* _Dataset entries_
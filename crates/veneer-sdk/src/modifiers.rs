//! Member modifier flags
//!
//! Modifiers are compared as whole masks during ordinal resolution, so a
//! field declared `PRIVATE | READONLY` does not match a `PRIVATE` filter.

use std::fmt;
use std::str::FromStr;

/// Modifier flags for declared fields and methods (bitflags)
#[derive(Debug, Clone, Copy, PartialEq, Eq, Hash, Default)]
pub struct Modifiers(u16);

impl Modifiers {
    /// No modifiers (package/default visibility)
    pub const NONE: Self = Self(0x0000);
    /// Public visibility
    pub const PUBLIC: Self = Self(0x0001);
    /// Private visibility
    pub const PRIVATE: Self = Self(0x0002);
    /// Protected visibility
    pub const PROTECTED: Self = Self(0x0004);
    /// Class-level member
    pub const STATIC: Self = Self(0x0008);
    /// Assign-once field
    pub const READONLY: Self = Self(0x0010);
    /// Volatile field
    pub const VOLATILE: Self = Self(0x0040);
    /// Transient field
    pub const TRANSIENT: Self = Self(0x0080);
    /// Compiler-generated member
    pub const SYNTHETIC: Self = Self(0x1000);

    const NAMES: [(&'static str, Self); 8] = [
        ("PUBLIC", Self::PUBLIC),
        ("PRIVATE", Self::PRIVATE),
        ("PROTECTED", Self::PROTECTED),
        ("STATIC", Self::STATIC),
        ("READONLY", Self::READONLY),
        ("VOLATILE", Self::VOLATILE),
        ("TRANSIENT", Self::TRANSIENT),
        ("SYNTHETIC", Self::SYNTHETIC),
    ];

    /// Create from raw bits
    pub const fn from_bits(bits: u16) -> Self {
        Self(bits)
    }

    /// Get raw bits
    pub const fn bits(&self) -> u16 {
        self.0
    }

    /// Check if all flags of `other` are set
    pub const fn contains(&self, other: Self) -> bool {
        (self.0 & other.0) == other.0
    }

    /// Union of flags
    pub const fn union(&self, other: Self) -> Self {
        Self(self.0 | other.0)
    }

    /// Remove flags
    pub const fn difference(&self, other: Self) -> Self {
        Self(self.0 & !other.0)
    }

    /// Class-level member
    pub const fn is_static(&self) -> bool {
        self.contains(Self::STATIC)
    }

    /// Assign-once field
    pub const fn is_readonly(&self) -> bool {
        self.contains(Self::READONLY)
    }
}

/// A modifier list named an unknown flag
#[derive(Debug, Clone, PartialEq, Eq, thiserror::Error)]
#[error("Unknown modifier: {0}")]
pub struct ParseModifiersError(pub String);

impl FromStr for Modifiers {
    type Err = ParseModifiersError;

    /// Parse a `|`-separated list of flag names, e.g. `"PRIVATE|READONLY"`.
    ///
    /// Raw numbers (`"0x12"` or `"18"`) are accepted as well.
    fn from_str(s: &str) -> Result<Self, Self::Err> {
        let mut result = Self::NONE;
        for part in s.split('|').map(str::trim) {
            let upper = part.to_uppercase();
            if upper == "NONE" {
                continue;
            }
            let unknown = || ParseModifiersError(part.to_string());
            let flag = match Self::NAMES.iter().find(|(name, _)| *name == upper) {
                Some((_, flag)) => *flag,
                None => match part.strip_prefix("0x") {
                    Some(hex) => Self(u16::from_str_radix(hex, 16).map_err(|_| unknown())?),
                    None => Self(part.parse::<u16>().map_err(|_| unknown())?),
                },
            };
            result = result.union(flag);
        }
        Ok(result)
    }
}

impl std::ops::BitOr for Modifiers {
    type Output = Self;

    fn bitor(self, rhs: Self) -> Self {
        self.union(rhs)
    }
}

impl fmt::Display for Modifiers {
    fn fmt(&self, f: &mut fmt::Formatter<'_>) -> fmt::Result {
        if self.0 == 0 {
            return f.write_str("NONE");
        }
        let mut first = true;
        for (name, flag) in Self::NAMES {
            if self.contains(flag) {
                if !first {
                    f.write_str("|")?;
                }
                f.write_str(name)?;
                first = false;
            }
        }
        let unknown = self.0 & !Self::NAMES.iter().fold(0, |acc, (_, flag)| acc | flag.0);
        if unknown != 0 {
            if !first {
                f.write_str("|")?;
            }
            write!(f, "{:#x}", unknown)?;
        }
        Ok(())
    }
}
#[cfg(test)]
mod tests {
    use super::*;
    use veneer_sdk::Modifiers;

    fn sample() -> (MemoryHost, TypeHandle, TypeHandle) {
        let mut builder = MemoryHost::builder().root_type_path("org.host.v1.Server");
        let base = builder.class("org.host.Base", None, |c| {
            c.field("id", builtins::INT, Modifiers::PRIVATE | Modifiers::READONLY, Value::Int(1));
        });
        let derived = builder.class("org.host.Derived", Some(base), |c| {
            c.field("name", builtins::STRING, Modifiers::PUBLIC, Value::from("n"));
            c.field("COUNT", builtins::INT, Modifiers::STATIC, Value::Int(0));
        });
        (builder.build(), base, derived)
    }

    #[test]
    fn test_builtins_and_lookup() {
        let (host, base, _) = sample();
        assert_eq!(host.find_type("int"), Some(builtins::INT));
        assert_eq!(host.find_type("org.host.Base"), Some(base));
        assert_eq!(host.find_type("org.host.Missing"), None);
        assert_eq!(host.type_name(base).as_deref(), Some("org.host.Base"));
        assert_eq!(host.stats().type_lookups, 3);
    }

    #[test]
    fn test_inherited_slots() {
        let (host, _, derived) = sample();
        let obj = host.instantiate(derived).unwrap();
        assert_eq!(host.peek(obj, "id"), Some(Value::Int(1)));
        assert_eq!(host.peek(obj, "name"), Some(Value::from("n")));
        assert_eq!(host.peek_static(derived, "COUNT"), Some(Value::Int(0)));
    }

    #[test]
    fn test_assignability() {
        let (host, base, derived) = sample();
        assert!(host.is_assignable(base, derived));
        assert!(!host.is_assignable(derived, base));
        assert!(host.is_assignable(builtins::OBJECT, derived));
        assert!(host.is_assignable(builtins::OBJECT, builtins::STRING));
        assert!(!host.is_assignable(builtins::OBJECT, builtins::INT));
    }

    #[test]
    fn test_write_rejects_readonly() {
        let (host, base, derived) = sample();
        let obj = host.instantiate(derived).unwrap();
        let id = host.declared_field(base, "id").unwrap();
        assert_eq!(
            host.write_field(&id, Some(obj), Value::Int(5)),
            Err(HostError::ImmutableField("id".to_string()))
        );
        assert_eq!(host.read_field(&id, Some(obj)), Ok(Value::Int(1)));
    }

    #[test]
    fn test_write_rejects_incompatible_value() {
        let (host, base, derived) = sample();
        let obj = host.instantiate(derived).unwrap();
        let name = host.declared_field(derived, "name").unwrap();
        assert_eq!(
            host.write_field(&name, Some(obj), Value::Int(3)),
            Err(HostError::IncompatibleValue {
                field: "name".to_string(),
                found: "int",
            })
        );
        assert_eq!(host.read_field(&name, Some(obj)), Ok(Value::from("n")));

        let count = host.declared_field(derived, "COUNT").unwrap();
        assert!(host.write_field(&count, None, Value::Long(1)).is_err());
        assert_eq!(host.write_field(&count, None, Value::Int(4)), Ok(()));
        assert_eq!(host.write_field(&name, Some(obj), Value::Null), Ok(()));
        assert_eq!(host.peek(obj, "name"), Some(Value::Null));
        assert!(host.can_hold(builtins::OBJECT, &Value::from("s")));
        assert!(!host.can_hold(builtins::INT, &Value::Null));
        assert!(host.can_hold(base, &Value::Object(obj)));
    }

    #[test]
    fn test_read_requires_receiver() {
        let (host, _, derived) = sample();
        let name = host.declared_field(derived, "name").unwrap();
        assert!(matches!(
            host.read_field(&name, None),
            Err(HostError::MissingReceiver(_))
        ));
    }

    #[test]
    fn test_raw_memory_disabled() {
        let host = MemoryHost::builder().privileged(false).build();
        assert!(matches!(host.raw_memory(), Err(HostError::Unsupported(_))));
        assert_eq!(host.stats().memory_acquisitions, 0);
    }
}
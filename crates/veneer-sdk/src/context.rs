//! HostRuntime trait - abstract type-universe operations
//!
//! Defines the interface a host runtime implements. The reflection engine
//! programs against this trait only; it never sees host internals.
//!
//! # Declaration order
//!
//! `declared_fields`, `declared_methods` and `declared_constructors` must
//! report members in the order the host declares them. Ordinal resolution
//! counts positions in that order, so a host whose order is not stable
//! across builds makes ordinal lookups unstable too.

use std::sync::Arc;

use crate::error::HostResult;
use crate::memory::RawMemory;
use crate::types::{ConstructorDecl, FieldDecl, MethodDecl, ObjectRef, TypeHandle};
use crate::value::Value;

/// Abstract host runtime.
///
/// All queries are read-only against the type universe; the only mutating
/// operations are field writes and member invocations, which act on
/// objects, never on types.
pub trait HostRuntime: Send + Sync {
    // ========================================================================
    // Type Lookup
    // ========================================================================

    /// Find a type by its fully-qualified name
    fn find_type(&self, qualified_name: &str) -> Option<TypeHandle>;

    /// Fully-qualified name of a type
    fn type_name(&self, ty: TypeHandle) -> Option<String>;

    /// Fully-qualified name of the host's own root type.
    ///
    /// Its package path carries the host version token on hosts that
    /// version their internals.
    fn root_type_path(&self) -> String;

    /// Whether a value of type `source` can be stored where `target` is expected
    fn is_assignable(&self, target: TypeHandle, source: TypeHandle) -> bool;

    /// Whether `value` can be stored in a field declared with type `ty`
    fn can_hold(&self, ty: TypeHandle, value: &Value) -> bool;

    // ========================================================================
    // Member Declarations
    // ========================================================================

    /// Fields declared directly on `ty`, in declaration order
    fn declared_fields(&self, ty: TypeHandle) -> Vec<FieldDecl>;

    /// Field declared directly on `ty` with the given name
    fn declared_field(&self, ty: TypeHandle, name: &str) -> Option<FieldDecl> {
        self.declared_fields(ty)
            .into_iter()
            .find(|field| field.name == name)
    }

    /// Methods declared directly on `ty`, in declaration order
    fn declared_methods(&self, ty: TypeHandle) -> Vec<MethodDecl>;

    /// Method declared on `ty` with the given name and exact parameter types
    fn declared_method(
        &self,
        ty: TypeHandle,
        name: &str,
        params: &[TypeHandle],
    ) -> Option<MethodDecl> {
        self.declared_methods(ty)
            .into_iter()
            .find(|method| method.name == name && method.params == params)
    }

    /// Constructors declared on `ty`, in declaration order
    fn declared_constructors(&self, ty: TypeHandle) -> Vec<ConstructorDecl>;

    /// Constructor declared on `ty` with exact parameter types
    fn declared_constructor(&self, ty: TypeHandle, params: &[TypeHandle]) -> Option<ConstructorDecl> {
        self.declared_constructors(ty)
            .into_iter()
            .find(|ctor| ctor.params == params)
    }

    // ========================================================================
    // Field Access
    // ========================================================================

    /// Read a field. `instance` is ignored for static fields.
    fn read_field(&self, field: &FieldDecl, instance: Option<ObjectRef>) -> HostResult<Value>;

    /// Assign a field through the normal path.
    ///
    /// Must fail with `HostError::ImmutableField` for readonly fields and
    /// with `HostError::IncompatibleValue` when `can_hold` rejects `value`.
    fn write_field(
        &self,
        field: &FieldDecl,
        instance: Option<ObjectRef>,
        value: Value,
    ) -> HostResult<()>;

    // ========================================================================
    // Invocation
    // ========================================================================

    /// Call a method. `receiver` is ignored for static methods.
    fn invoke_method(
        &self,
        method: &MethodDecl,
        receiver: Option<ObjectRef>,
        args: &[Value],
    ) -> HostResult<Value>;

    /// Construct a new instance, returning the object value
    fn invoke_constructor(&self, ctor: &ConstructorDecl, args: &[Value]) -> HostResult<Value>;

    // ========================================================================
    // Privileged Access
    // ========================================================================

    /// Acquire the low-level memory capability, if the host exposes one
    fn raw_memory(&self) -> HostResult<Arc<dyn RawMemory>>;
}
//! Opaque handles and member declarations
//!
//! Handles are plain identifiers assigned by the host. They are borrowed
//! references into the host's type universe: the engine compares and caches
//! them but never frees or mutates what they point at.

use std::fmt;

use crate::modifiers::Modifiers;

/// Opaque reference to a loaded type
#[derive(Debug, Clone, Copy, PartialEq, Eq, Hash, PartialOrd, Ord)]
pub struct TypeHandle(pub u32);

/// Opaque reference to a live object instance
#[derive(Debug, Clone, Copy, PartialEq, Eq, Hash, PartialOrd, Ord)]
pub struct ObjectRef(pub u64);

/// Host-assigned identity of a declared field
#[derive(Debug, Clone, Copy, PartialEq, Eq, Hash)]
pub struct FieldId(pub u32);

/// Host-assigned identity of a declared method
#[derive(Debug, Clone, Copy, PartialEq, Eq, Hash)]
pub struct MethodId(pub u32);

/// Host-assigned identity of a declared constructor
#[derive(Debug, Clone, Copy, PartialEq, Eq, Hash)]
pub struct ConstructorId(pub u32);

impl fmt::Display for TypeHandle {
    fn fmt(&self, f: &mut fmt::Formatter<'_>) -> fmt::Result {
        write!(f, "type#{}", self.0)
    }
}

impl fmt::Display for ObjectRef {
    fn fmt(&self, f: &mut fmt::Formatter<'_>) -> fmt::Result {
        write!(f, "object#{}", self.0)
    }
}

/// A field as declared on its owning type
#[derive(Debug, Clone, PartialEq)]
pub struct FieldDecl {
    /// Host identity of the field
    pub id: FieldId,
    /// Declaring type
    pub owner: TypeHandle,
    /// Declared name (may be obfuscated)
    pub name: String,
    /// Declared type
    pub ty: TypeHandle,
    /// Declared modifiers
    pub modifiers: Modifiers,
}

impl FieldDecl {
    /// Whether the field lives in the type's shared static storage
    pub fn is_static(&self) -> bool {
        self.modifiers.is_static()
    }

    /// Whether the field is assign-once by declaration
    pub fn is_readonly(&self) -> bool {
        self.modifiers.is_readonly()
    }
}

/// A method as declared on its owning type
#[derive(Debug, Clone, PartialEq)]
pub struct MethodDecl {
    /// Host identity of the method
    pub id: MethodId,
    /// Declaring type
    pub owner: TypeHandle,
    /// Declared name
    pub name: String,
    /// Return type, `None` for methods that return nothing
    pub return_type: Option<TypeHandle>,
    /// Parameter types in order
    pub params: Vec<TypeHandle>,
    /// Declared modifiers
    pub modifiers: Modifiers,
}

/// A constructor as declared on its owning type
#[derive(Debug, Clone, PartialEq)]
pub struct ConstructorDecl {
    /// Host identity of the constructor
    pub id: ConstructorId,
    /// Type being constructed
    pub owner: TypeHandle,
    /// Parameter types in order
    pub params: Vec<TypeHandle>,
}
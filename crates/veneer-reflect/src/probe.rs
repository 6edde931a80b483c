//! Naming-scheme detection
//!
//! Detection is a swappable strategy: the engine only asks a `SchemeProbe`
//! for an answer once per `Reflector` and caches it. Host-specific knowledge
//! (which type exists only under the legacy scheme, how deep a versioned
//! package is) lives in `ProbeConfig`, not here.

use veneer_sdk::HostRuntime;

use crate::config::{LayoutConfig, ProbeConfig, VERSION_PLACEHOLDER};
use crate::scheme::NamingScheme;

/// Strategy that decides which naming scheme the host uses
pub trait SchemeProbe: Send + Sync {
    /// Inspect the host. `version` is the token extracted from the root type path.
    fn detect(&self, host: &dyn HostRuntime, layout: &LayoutConfig, version: Option<&str>) -> NamingScheme;
}

/// Probe driven by `ProbeConfig`.
///
/// 1. If a legacy probe type is configured and the version token is known,
///    try to resolve it. Success means `Legacy`.
/// 2. Otherwise a root package deeper than `depth_threshold` means `Modern`,
///    anything shallower means `Unscoped`.
#[derive(Debug, Clone, Default)]
pub struct StandardProbe {
    config: ProbeConfig,
}

impl StandardProbe {
    /// Create from probe configuration
    pub fn new(config: ProbeConfig) -> Self {
        Self { config }
    }
}

impl SchemeProbe for StandardProbe {
    fn detect(&self, host: &dyn HostRuntime, layout: &LayoutConfig, version: Option<&str>) -> NamingScheme {
        if let (Some(template), Some(version)) = (self.config.legacy_type.as_deref(), version) {
            let candidate = template.replace(VERSION_PLACEHOLDER, version);
            if host.find_type(&candidate).is_some() {
                tracing::debug!(probe = %candidate, "legacy probe type resolved");
                return NamingScheme::Legacy;
            }
            tracing::trace!(probe = %candidate, "legacy probe type absent");
        }

        if root_is_versioned(&host.root_type_path(), layout, self.config.depth_threshold) {
            NamingScheme::Modern
        } else {
            NamingScheme::Unscoped
        }
    }
}

/// Probe that always answers the same scheme, for callers that already know
#[derive(Debug, Clone, Copy)]
pub struct FixedProbe(pub NamingScheme);

impl SchemeProbe for FixedProbe {
    fn detect(&self, _host: &dyn HostRuntime, _layout: &LayoutConfig, _version: Option<&str>) -> NamingScheme {
        self.0
    }
}

/// Package segments of a fully-qualified type name (the name minus its last segment)
pub fn package_segments<'a>(qualified: &'a str, separator: &str) -> Vec<&'a str> {
    let mut segments: Vec<&str> = qualified.split(separator).filter(|s| !s.is_empty()).collect();
    segments.pop();
    segments
}

/// Whether the root type's package is deeper than `threshold` segments
pub fn root_is_versioned(root_type_path: &str, layout: &LayoutConfig, threshold: usize) -> bool {
    package_segments(root_type_path, &layout.separator).len() > threshold
}

/// Version token of the host: the package segment at `layout.version_segment`
pub fn version_token(root_type_path: &str, layout: &LayoutConfig) -> Option<String> {
    package_segments(root_type_path, &layout.separator)
        .get(layout.version_segment)
        .map(|s| s.to_string())
}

* _How to complete this task_
Output only the lines from the top of the entries through the one holding "and methods (bitflags)", copied exactly.

* _Answer to this problem_
filename crates/veneer-sdk/src/modifiers.rs
//! Member modifier flags
//!
//! Modifiers are compared as whole masks during ordinal resolution, so a
//! field declared `PRIVATE | READONLY` does not match a `PRIVATE` filter.

use std::fmt;
use std::str::FromStr;

/// Modifier flags for declared fields and methods (bitflags)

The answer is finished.